··· Records
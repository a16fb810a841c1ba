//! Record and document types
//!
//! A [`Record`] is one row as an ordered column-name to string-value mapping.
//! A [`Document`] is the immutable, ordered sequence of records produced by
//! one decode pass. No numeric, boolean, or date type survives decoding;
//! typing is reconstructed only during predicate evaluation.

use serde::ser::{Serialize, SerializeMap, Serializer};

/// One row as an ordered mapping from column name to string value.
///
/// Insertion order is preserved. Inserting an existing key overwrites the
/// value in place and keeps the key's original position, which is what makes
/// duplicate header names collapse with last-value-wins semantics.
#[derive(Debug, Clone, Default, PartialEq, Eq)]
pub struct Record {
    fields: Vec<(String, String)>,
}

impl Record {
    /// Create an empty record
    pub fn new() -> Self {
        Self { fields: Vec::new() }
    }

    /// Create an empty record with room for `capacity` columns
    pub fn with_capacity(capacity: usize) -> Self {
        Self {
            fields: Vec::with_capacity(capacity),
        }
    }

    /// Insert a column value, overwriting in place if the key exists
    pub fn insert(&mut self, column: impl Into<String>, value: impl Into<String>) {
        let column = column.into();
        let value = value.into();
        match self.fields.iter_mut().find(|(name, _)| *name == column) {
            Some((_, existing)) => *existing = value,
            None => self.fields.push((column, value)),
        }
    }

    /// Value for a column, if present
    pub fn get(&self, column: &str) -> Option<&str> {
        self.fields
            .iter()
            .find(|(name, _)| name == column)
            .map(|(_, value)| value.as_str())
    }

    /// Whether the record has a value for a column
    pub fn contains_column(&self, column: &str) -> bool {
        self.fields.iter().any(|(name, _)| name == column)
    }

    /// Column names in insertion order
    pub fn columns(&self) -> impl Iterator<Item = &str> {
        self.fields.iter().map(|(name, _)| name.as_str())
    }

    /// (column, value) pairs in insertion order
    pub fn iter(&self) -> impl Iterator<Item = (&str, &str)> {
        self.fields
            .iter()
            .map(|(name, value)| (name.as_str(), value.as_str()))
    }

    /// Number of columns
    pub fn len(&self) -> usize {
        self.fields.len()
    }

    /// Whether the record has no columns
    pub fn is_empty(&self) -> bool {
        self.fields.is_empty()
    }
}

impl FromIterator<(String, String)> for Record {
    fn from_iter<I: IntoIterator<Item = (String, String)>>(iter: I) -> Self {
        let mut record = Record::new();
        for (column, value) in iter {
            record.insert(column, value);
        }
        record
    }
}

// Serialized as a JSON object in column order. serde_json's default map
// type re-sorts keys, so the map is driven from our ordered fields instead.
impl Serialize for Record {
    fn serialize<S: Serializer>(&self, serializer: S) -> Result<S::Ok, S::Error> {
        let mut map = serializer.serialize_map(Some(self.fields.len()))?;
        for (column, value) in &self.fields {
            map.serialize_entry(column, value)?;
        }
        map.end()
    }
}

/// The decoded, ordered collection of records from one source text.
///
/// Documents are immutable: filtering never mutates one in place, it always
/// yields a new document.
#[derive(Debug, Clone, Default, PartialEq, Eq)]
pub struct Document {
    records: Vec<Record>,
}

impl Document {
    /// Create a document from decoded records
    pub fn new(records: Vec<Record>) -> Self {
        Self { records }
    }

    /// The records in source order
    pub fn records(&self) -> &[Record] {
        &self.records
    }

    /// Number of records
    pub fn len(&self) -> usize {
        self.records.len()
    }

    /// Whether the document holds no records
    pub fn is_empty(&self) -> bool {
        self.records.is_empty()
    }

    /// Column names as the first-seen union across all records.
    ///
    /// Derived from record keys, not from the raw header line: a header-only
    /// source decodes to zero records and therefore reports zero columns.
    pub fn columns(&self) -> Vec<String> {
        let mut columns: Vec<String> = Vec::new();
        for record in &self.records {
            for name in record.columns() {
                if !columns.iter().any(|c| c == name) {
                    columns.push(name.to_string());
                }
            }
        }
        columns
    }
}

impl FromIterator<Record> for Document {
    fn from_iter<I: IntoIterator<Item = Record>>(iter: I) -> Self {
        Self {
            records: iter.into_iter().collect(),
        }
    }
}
······
* [About this task] Word for word, set down every line of the material above.

* [Solution to the exercise]
repository a16fb810a841c1ba
//! Record and document types
//!
//! A [`Record`] is one row as an ordered column-name to string-value mapping.
//! A [`Document`] is the immutable, ordered sequence of records produced by
//! one decode pass. No numeric, boolean, or date type survives decoding;
//! typing is reconstructed only during predicate evaluation.

use serde::ser::{Serialize, SerializeMap, Serializer};

/// One row as an ordered mapping from column name to string value.
///
/// Insertion order is preserved. Inserting an existing key overwrites the
/// value in place and keeps the key's original position, which is what makes
/// duplicate header names collapse with last-value-wins semantics.
#[derive(Debug, Clone, Default, PartialEq, Eq)]
pub struct Record {
    fields: Vec<(String, String)>,
}

impl Record {
    /// Create an empty record
    pub fn new() -> Self {
        Self { fields: Vec::new() }
    }

    /// Create an empty record with room for `capacity` columns
    pub fn with_capacity(capacity: usize) -> Self {
        Self {
            fields: Vec::with_capacity(capacity),
        }
    }

    /// Insert a column value, overwriting in place if the key exists
    pub fn insert(&mut self, column: impl Into<String>, value: impl Into<String>) {
        let column = column.into();
        let value = value.into();
        match self.fields.iter_mut().find(|(name, _)| *name == column) {
            Some((_, existing)) => *existing = value,
            None => self.fields.push((column, value)),
        }
    }

    /// Value for a column, if present
    pub fn get(&self, column: &str) -> Option<&str> {
        self.fields
            .iter()
            .find(|(name, _)| name == column)
            .map(|(_, value)| value.as_str())
    }

    /// Whether the record has a value for a column
    pub fn contains_column(&self, column: &str) -> bool {
        self.fields.iter().any(|(name, _)| name == column)
    }

    /// Column names in insertion order
    pub fn columns(&self) -> impl Iterator<Item = &str> {
        self.fields.iter().map(|(name, _)| name.as_str())
    }

    /// (column, value) pairs in insertion order
    pub fn iter(&self) -> impl Iterator<Item = (&str, &str)> {
        self.fields
            .iter()
            .map(|(name, value)| (name.as_str(), value.as_str()))
    }

    /// Number of columns
    pub fn len(&self) -> usize {
        self.fields.len()
    }

    /// Whether the record has no columns
    pub fn is_empty(&self) -> bool {
        self.fields.is_empty()
    }
}

impl FromIterator<(String, String)> for Record {
    fn from_iter<I: IntoIterator<Item = (String, String)>>(iter: I) -> Self {
        let mut record = Record::new();
        for (column, value) in iter {
            record.insert(column, value);
        }
        record
    }
}

// Serialized as a JSON object in column order. serde_json's default map
// type re-sorts keys, so the map is driven from our ordered fields instead.
impl Serialize for Record {
    fn serialize<S: Serializer>(&self, serializer: S) -> Result<S::Ok, S::Error> {
        let mut map = serializer.serialize_map(Some(self.fields.len()))?;
        for (column, value) in &self.fields {
            map.serialize_entry(column, value)?;
        }
        map.end()
    }
}

/// The decoded, ordered collection of records from one source text.
///
/// Documents are immutable: filtering never mutates one in place, it always
/// yields a new document.
#[derive(Debug, Clone, Default, PartialEq, Eq)]
pub struct Document {
    records: Vec<Record>,
}

impl Document {
    /// Create a document from decoded records
    pub fn new(records: Vec<Record>) -> Self {
        Self { records }
    }

    /// The records in source order
    pub fn records(&self) -> &[Record] {
        &self.records
    }

    /// Number of records
    pub fn len(&self) -> usize {
        self.records.len()
    }

    /// Whether the document holds no records
    pub fn is_empty(&self) -> bool {
        self.records.is_empty()
    }

    /// Column names as the first-seen union across all records.
    ///
    /// Derived from record keys, not from the raw header line: a header-only
    /// source decodes to zero records and therefore reports zero columns.
    pub fn columns(&self) -> Vec<String> {
        let mut columns: Vec<String> = Vec::new();
        for record in &self.records {
            for name in record.columns() {
                if !columns.iter().any(|c| c == name) {
                    columns.push(name.to_string());
                }
            }
        }
        columns
    }
}

impl FromIterator<Record> for Document {
    fn from_iter<I: IntoIterator<Item = Record>>(iter: I) -> Self {
        Self {
            records: iter.into_iter().collect(),
        }
    }
}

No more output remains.